[Start of section]

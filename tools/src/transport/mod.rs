//! Remote primitives the bridge drives.
//!
//! The bridge never talks to a host directly. It sees two capabilities:
//!
//! - [`RemoteFs`]: read, write and list-by-pattern against remote files
//! - [`ShellChannel`]: one persistent shell that accepts command text and
//!   offers no way to learn when a submitted command finished
//!
//! Concrete implementations live in the submodules.

mod local;
mod memory;
mod ssh;

pub use local::{LocalFs, ProcessShell};
pub use memory::MemoryFs;
pub use ssh::{DEFAULT_MAX_FILE_BYTES, SshFs, SshTarget};

use std::future::Future;
use std::pin::Pin;

use outpost_types::{RemoteLocator, RemotePath};

pub type TransportFut<'a, T> =
    Pin<Box<dyn Future<Output = Result<T, TransportError>> + Send + 'a>>;

#[derive(Debug, thiserror::Error)]
pub enum TransportError {
    #[error("File not found: {locator}")]
    NotFound { locator: String },
    #[error("Remote host unreachable: {message}")]
    Unreachable { message: String },
    #[error("I/O failure on {locator}: {message}")]
    Io { locator: String, message: String },
    #[error("{message}")]
    InvalidPattern { message: String },
}

impl TransportError {
    pub(crate) fn io(locator: &impl std::fmt::Display, message: impl std::fmt::Display) -> Self {
        Self::Io {
            locator: locator.to_string(),
            message: message.to_string(),
        }
    }

    pub(crate) fn not_found(locator: &impl std::fmt::Display) -> Self {
        Self::NotFound {
            locator: locator.to_string(),
        }
    }

    #[must_use]
    pub fn is_not_found(&self) -> bool {
        matches!(self, Self::NotFound { .. })
    }
}

/// Remote file primitive.
pub trait RemoteFs: Send + Sync {
    /// Full contents of a remote file. A missing file is [`TransportError::NotFound`].
    fn read<'a>(&'a self, locator: &'a RemoteLocator) -> TransportFut<'a, Vec<u8>>;

    /// Create or replace a remote file, creating parent directories as needed.
    fn write<'a>(&'a self, locator: &'a RemoteLocator, content: &'a [u8])
    -> TransportFut<'a, ()>;

    /// Files below `base` whose path relative to `base` matches `pattern`.
    ///
    /// Returns at most `limit` paths in no particular order. `.git`
    /// directories are skipped.
    fn list<'a>(
        &'a self,
        base: &'a RemoteLocator,
        pattern: &'a str,
        limit: usize,
    ) -> TransportFut<'a, Vec<RemotePath>>;
}

/// A single persistent remote shell.
///
/// Text is submitted as if typed at the prompt. Output and completion are not
/// observable through this trait; see [`crate::exec::SentinelExecutor`].
pub trait ShellChannel: Send + Sync {
    fn submit<'a>(&'a self, text: &'a str) -> TransportFut<'a, ()>;
}
//! Content search on the remote host.
//!
//! Runs ripgrep through the command executor. When the host does not have it
//! the same query is rebuilt once for POSIX `grep`.

use outpost_types::{ExecOutput, RemotePath, truncate_middle};
use serde::Deserialize;
use serde_json::{Value, json};

use super::{ToolCtx, ToolError, ToolExecutor, ToolFut, parse_args};
use crate::exec::shell_quote;

const GREP_TOOL_NAME: &str = "grep";

#[derive(Debug, Deserialize)]
struct GrepArgs {
    pattern: String,
    path: Option<String>,
    include: Option<String>,
    context: Option<usize>,
    max_results: Option<usize>,
}

#[derive(Debug, Clone, Copy, PartialEq, Eq)]
enum Backend {
    Ripgrep,
    PosixGrep,
}

/// One search request, independent of the binary that serves it.
#[derive(Debug)]
struct Query<'a> {
    pattern: &'a str,
    root: &'a RemotePath,
    include: Option<&'a str>,
    context: usize,
}

impl Query<'_> {
    fn command(&self, backend: Backend, binary: &str) -> Result<String, ToolError> {
        let mut parts = vec![shell_quote(binary)?];
        match backend {
            Backend::Ripgrep => {
                parts.extend(["-n", "--no-heading", "--color", "never"].map(str::to_string));
                if self.context > 0 {
                    parts.push(format!("-C {}", self.context));
                }
                if let Some(include) = self.include {
                    parts.push(format!("--glob {}", shell_quote(include)?));
                }
            }
            Backend::PosixGrep => {
                parts.extend(["-r", "-n"].map(str::to_string));
                if self.context > 0 {
                    parts.push(format!("-C {}", self.context));
                }
                if let Some(include) = self.include {
                    parts.push(format!("--include={}", shell_quote(include)?));
                }
            }
        }
        parts.push(format!("-e {}", shell_quote(self.pattern)?));
        parts.push("--".to_string());
        parts.push(shell_quote(self.root.as_str())?);
        Ok(parts.join(" "))
    }
}

/// The shell could not find the search binary.
fn binary_missing(output: &ExecOutput) -> bool {
    output.exit_code == 127 || output.stderr.contains("not found")
}

#[derive(Debug, Default)]
pub struct GrepTool;

impl GrepTool {
    async fn run(
        ctx: &ToolCtx,
        query: &Query<'_>,
        backend: Backend,
        binary: &str,
    ) -> Result<ExecOutput, ToolError> {
        let command = query.command(backend, binary)?;
        tracing::debug!(%command, "running content search");
        let output = ctx
            .executor
            .execute(
                &command,
                Some(ctx.resolver.workspace_root()),
                ctx.settings.default_timeout,
            )
            .await?;
        if binary_missing(&output) {
            return Err(ToolError::UnsupportedTool {
                tool: binary.to_string(),
            });
        }
        Ok(output)
    }
}

impl ToolExecutor for GrepTool {
    fn name(&self) -> &'static str {
        GREP_TOOL_NAME
    }

    fn description(&self) -> &'static str {
        "Search remote file contents with a regular expression"
    }

    fn schema(&self) -> Value {
        json!({
            "type": "object",
            "properties": {
                "pattern": { "type": "string", "description": "Regular expression to search for" },
                "path": { "type": "string", "description": "File or directory to search. Defaults to the workspace root." },
                "include": { "type": "string", "description": "Only search files whose name matches this glob (e.g. '*.rs')" },
                "context": { "type": "integer", "minimum": 0, "description": "Lines of context around each match" },
                "max_results": { "type": "integer", "minimum": 1, "description": "Maximum output lines (default 200)" }
            },
            "required": ["pattern"],
            "additionalProperties": false
        })
    }

    fn is_side_effecting(&self) -> bool {
        false
    }

    fn execute<'a>(&'a self, args: Value, ctx: &'a ToolCtx) -> ToolFut<'a> {
        Box::pin(async move {
            let typed: GrepArgs = parse_args(&args)?;
            if typed.pattern.is_empty() {
                return Err(ToolError::BadArgs {
                    message: "pattern must not be empty".to_string(),
                });
            }
            let root = typed.path.as_deref().map_or_else(
                || ctx.resolver.workspace_root().clone(),
                |raw| ctx.resolver.to_remote_path(raw),
            );
            let query = Query {
                pattern: &typed.pattern,
                root: &root,
                include: typed.include.as_deref().filter(|s| !s.trim().is_empty()),
                context: typed.context.unwrap_or(0),
            };

            let settings = &ctx.settings;
            let output =
                match Self::run(ctx, &query, Backend::Ripgrep, &settings.grep_binary).await {
                    Err(ToolError::UnsupportedTool { tool }) => {
                        tracing::info!(
                            missing = %tool,
                            fallback = %settings.grep_fallback_binary,
                            "search binary missing on host; retrying with fallback"
                        );
                        Self::run(ctx, &query, Backend::PosixGrep, &settings.grep_fallback_binary)
                            .await?
                    }
                    other => other?,
                };

            if output.exit_code == 1 && output.stdout.trim().is_empty() {
                return Ok(format!("No matches found for pattern: {}", typed.pattern));
            }
            if output.exit_code > 1 {
                let stderr = output.stderr.trim();
                return Err(ToolError::ExecutionFailed {
                    tool: GREP_TOOL_NAME.to_string(),
                    message: if stderr.is_empty() {
                        format!("exit code {}", output.exit_code)
                    } else {
                        stderr.to_string()
                    },
                });
            }

            let max_results = typed.max_results.unwrap_or(settings.grep_max_results).max(1);
            let lines: Vec<&str> = output.stdout.lines().collect();
            if lines.is_empty() {
                return Ok(format!("No matches found for pattern: {}", typed.pattern));
            }
            let mut out = lines[..lines.len().min(max_results)].join("\n");
            if lines.len() > max_results {
                out.push_str(&format!(
                    "\n\n[truncated at {max_results} of {} lines]",
                    lines.len()
                ));
            }
            Ok(truncate_middle(&out, settings.read_max_chars))
        })
    }
}
impl ToolExecutor for GlobTool {
    fn name(&self) -> &'static str {
        "glob"
    }

    fn description(&self) -> &'static str {
        "Find remote file paths by glob pattern (names only, not contents)"
    }

    fn schema(&self) -> Value {
        json!({
            "type": "object",
            "additionalProperties": false,
            "properties": {
                "pattern": {
                    "type": "string",
                    "description": "Glob pattern relative to the base directory (e.g., '**/*.rs', 'src/**/*.{ts,tsx}'). Supports brace expansion."
                },
                "path": {
                    "type": "string",
                    "description": "Base directory to search from. Defaults to the workspace root."
                }
            },
            "required": ["pattern"]
        })
    }

    fn is_side_effecting(&self) -> bool {
        false
    }

    fn execute<'a>(&'a self, args: Value, ctx: &'a ToolCtx) -> ToolFut<'a> {
        Box::pin(async move {
            let typed: GlobArgs = parse_args(&args)?;
            require_non_empty("pattern", &typed.pattern)?;
            crate::glob::compile(&typed.pattern).map_err(|message| ToolError::BadArgs { message })?;

            let base = typed.path.as_deref().map_or_else(
                || ctx.resolver.workspace_root().clone(),
                |raw| ctx.resolver.to_remote_path(raw),
            );
            let limit = ctx.settings.glob_limit;
            let locator = ctx.resolver.locator_for(base);
            // One extra entry tells us whether the bound was hit.
            let mut files = ctx
                .fs
                .list(&locator, &typed.pattern, limit.saturating_add(1))
                .await?;
            files.sort();
            let truncated = files.len() > limit;
            files.truncate(limit);

            if files.is_empty() {
                return Ok(format!("No files match pattern: {}", typed.pattern));
            }
            let mut out = files
                .iter()
                .map(RemotePath::as_str)
                .collect::<Vec<_>>()
                .join("\n");
            if truncated {
                out.push_str(&format!("\n\n[truncated at {limit} matches]"));
            }
            Ok(out)
        })
    }
}

#[derive(Debug, Default)]
pub struct BashTool;

impl ToolExecutor for BashTool {
    fn name(&self) -> &'static str {
        "bash"
    }

    fn description(&self) -> &'static str {
        "Run a shell command on the remote host and return its output"
    }

    fn schema(&self) -> Value {
        json!({
            "type": "object",
            "properties": {
                "command": { "type": "string", "description": "Shell command to run" },
                "cwd": { "type": "string", "description": "Working directory. Defaults to the workspace root." },
                "timeout_ms": { "type": "integer", "minimum": 1, "description": "Timeout in milliseconds (default 120000)" }
            },
            "required": ["command"],
            "additionalProperties": false
        })
    }

    fn is_side_effecting(&self) -> bool {
        true
    }

    fn execute<'a>(&'a self, args: Value, ctx: &'a ToolCtx) -> ToolFut<'a> {
        Box::pin(async move {
            let typed: BashArgs = parse_args(&args)?;
            require_non_empty("command", &typed.command)?;
            let cwd = typed.cwd.as_deref().map_or_else(
                || ctx.resolver.workspace_root().clone(),
                |raw| ctx.resolver.to_remote_path(raw),
            );
            let timeout = ctx.settings.clamp_timeout(typed.timeout_ms);

            let output = ctx
                .executor
                .execute(&typed.command, Some(&cwd), timeout)
                .await?;

            let mut combined = output.stdout;
            if !output.stderr.is_empty() {
                if !combined.is_empty() && !combined.ends_with('\n') {
                    combined.push('\n');
                }
                combined.push_str(&output.stderr);
            }

            let exit_code = output.exit_code;
            let text = if combined.trim().is_empty() {
                format!("(no output, exit code {exit_code})")
            } else {
                let mut text = truncate_middle(&combined, ctx.settings.read_max_chars);
                if exit_code != 0 {
                    if !text.ends_with('\n') {
                        text.push('\n');
                    }
                    text.push_str(&format!("[exit code {exit_code}]"));
                }
                text
            };

            if exit_code == 0 {
                Ok(text)
            } else {
                Err(ToolError::CommandFailed {
                    exit_code,
                    output: text,
                })
            }
        })
    }
}

/// Register the six built-in tools.
pub fn register_builtins(registry: &mut ToolRegistry) -> Result<(), ToolError> {
    registry.register(Box::new(ReadFileTool))?;
    registry.register(Box::new(WriteFileTool))?;
    registry.register(Box::new(EditFileTool))?;
    registry.register(Box::new(GlobTool))?;
    registry.register(Box::new(GrepTool))?;
    registry.register(Box::new(BashTool))?;
    Ok(())
}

[End of section]

* _Your instructions_
Repeat every line exactly, starting with the first line of the entries, and stop once the line containing "Remote file primitive." has been given.

* _Your solution_
filename tools/src/transport/mod.rs
//! Remote primitives the bridge drives.
//!
//! The bridge never talks to a host directly. It sees two capabilities:
//!
//! - [`RemoteFs`]: read, write and list-by-pattern against remote files
//! - [`ShellChannel`]: one persistent shell that accepts command text and
//!   offers no way to learn when a submitted command finished
//!
//! Concrete implementations live in the submodules.

mod local;
mod memory;
mod ssh;

pub use local::{LocalFs, ProcessShell};
pub use memory::MemoryFs;
pub use ssh::{DEFAULT_MAX_FILE_BYTES, SshFs, SshTarget};

use std::future::Future;
use std::pin::Pin;

use outpost_types::{RemoteLocator, RemotePath};

pub type TransportFut<'a, T> =
    Pin<Box<dyn Future<Output = Result<T, TransportError>> + Send + 'a>>;

#[derive(Debug, thiserror::Error)]
pub enum TransportError {
    #[error("File not found: {locator}")]
    NotFound { locator: String },
    #[error("Remote host unreachable: {message}")]
    Unreachable { message: String },
    #[error("I/O failure on {locator}: {message}")]
    Io { locator: String, message: String },
    #[error("{message}")]
    InvalidPattern { message: String },
}

impl TransportError {
    pub(crate) fn io(locator: &impl std::fmt::Display, message: impl std::fmt::Display) -> Self {
        Self::Io {
            locator: locator.to_string(),
            message: message.to_string(),
        }
    }

    pub(crate) fn not_found(locator: &impl std::fmt::Display) -> Self {
        Self::NotFound {
            locator: locator.to_string(),
        }
    }

    #[must_use]
    pub fn is_not_found(&self) -> bool {
        matches!(self, Self::NotFound { .. })
    }
}

/// Remote file primitive.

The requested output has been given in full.